In recent years, the prevalence of diabetic wounds has significantly increased, posing a substantial medical challenge due to their propensity for infection and delayed healing. These wounds not only increase mortality rates but also lead to amputations and severe mobility issues. To address this, advancements in bioactive molecules such as genes, growth factors, proteins, peptides, stem cells, and exosomes into targeted gene therapies have emerged as a preferred strategy among researchers. Additionally, the integration of photothermal therapy (PTT), nucleic acid, and gene therapy, along with 3D printing technology and the layer-by-layer (LBL) self-assembly approach, shows promise in diabetic wound treatment.
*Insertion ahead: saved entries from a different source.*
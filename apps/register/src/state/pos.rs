//! # POS State
//!
//! The register's single mutable session: cart, stock, movement log, receipt
//! history and expenses, plus the coordinator that issues receipt ids.
//!
//! ## Thread Safety
//! Wrapped in `Arc<Mutex<T>>` so a host shell can share it across callbacks.
//! Every command takes the lock once and never holds it across another lock.
//!
//! ```text
//! ┌─────────────────────────────────────────────────────────────────────────┐
//! │  PosState                                                               │
//! │  └── Arc<Mutex<Session>>                                                │
//! │        ├── transaction: TransactionState                                │
//! │        │     ├── order      (OrderBuilder)                              │
//! │        │     ├── stock      (StockBook)                                 │
//! │        │     ├── movements  (MovementLog, most recent first)            │
//! │        │     └── receipts   (ReceiptHistory, most recent first)         │
//! │        ├── coordinator: TransactionCoordinator                          │
//! │        └── expenses: Vec<Expense> (most recent first)                   │
//! └─────────────────────────────────────────────────────────────────────────┘
//! ```

use std::sync::{Arc, Mutex, PoisonError};

use cafe_core::checkout::ReceiptIdGenerator;
use cafe_core::coordinator::{TransactionCoordinator, TransactionState};
use cafe_core::stock::StockBook;
use cafe_core::{Expense, TaxRate};

/// Everything a register session mutates.
#[derive(Debug, Default)]
pub struct Session {
    pub transaction: TransactionState,
    pub coordinator: TransactionCoordinator,
    pub expenses: Vec<Expense>,
}

/// Shared POS session state.
#[derive(Debug, Clone, Default)]
pub struct PosState {
    session: Arc<Mutex<Session>>,
}

impl PosState {
    /// New session with random receipt ids.
    pub fn new(default_tax_rate: TaxRate, stock: StockBook) -> Self {
        Self::from_session(Session {
            transaction: TransactionState::new(default_tax_rate, stock),
            coordinator: TransactionCoordinator::default(),
            expenses: Vec::new(),
        })
    }

    /// New session whose receipts take ids from `ids`.
    pub fn with_ids(
        default_tax_rate: TaxRate,
        stock: StockBook,
        ids: Box<dyn ReceiptIdGenerator>,
    ) -> Self {
        Self::from_session(Session {
            transaction: TransactionState::new(default_tax_rate, stock),
            coordinator: TransactionCoordinator::with_ids(ids),
            expenses: Vec::new(),
        })
    }

    fn from_session(session: Session) -> Self {
        PosState {
            session: Arc::new(Mutex::new(session)),
        }
    }

    /// Executes a function with read access to the session.
    ///
    /// A poisoned lock is recovered: every mutation the session allows
    /// leaves it consistent.
    ///
    /// ## Usage
    /// ```rust,ignore
    /// let totals = pos.with_session(|s| s.transaction.order.totals());
    /// ```
    pub fn with_session<F, R>(&self, f: F) -> R
    where
        F: FnOnce(&Session) -> R,
    {
        let session = self.session.lock().unwrap_or_else(PoisonError::into_inner);
        f(&session)
    }

    /// Executes a function with write access to the session.
    ///
    /// ## Usage
    /// ```rust,ignore
    /// pos.with_session_mut(|s| s.transaction.order.add_item(&item));
    /// ```
    pub fn with_session_mut<F, R>(&self, f: F) -> R
    where
        F: FnOnce(&mut Session) -> R,
    {
        let mut session = self.session.lock().unwrap_or_else(PoisonError::into_inner);
        f(&mut session)
    }
}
Effective delivery of small interfering RNA (siRNA) relies on gene vectors. This review provides an in-depth exploration of the pathophysiological characteristics observed in diabetic wounds, encompassing diminished angiogenesis, heightened levels of reactive oxygen species, and impaired immune function. It further examines advancements in nucleic acid delivery, targeted gene therapy, advanced drug delivery systems, layer-by-layer (LBL) techniques, negative pressure wound therapy (NPWT), 3D printing, hyperbaric oxygen therapy, and ongoing clinical trials. Through the integration of recent research insights, this review presents innovative strategies aimed at augmenting the multifaceted management of diabetic wounds, thus paving the way for enhanced therapeutic outcomes in the future.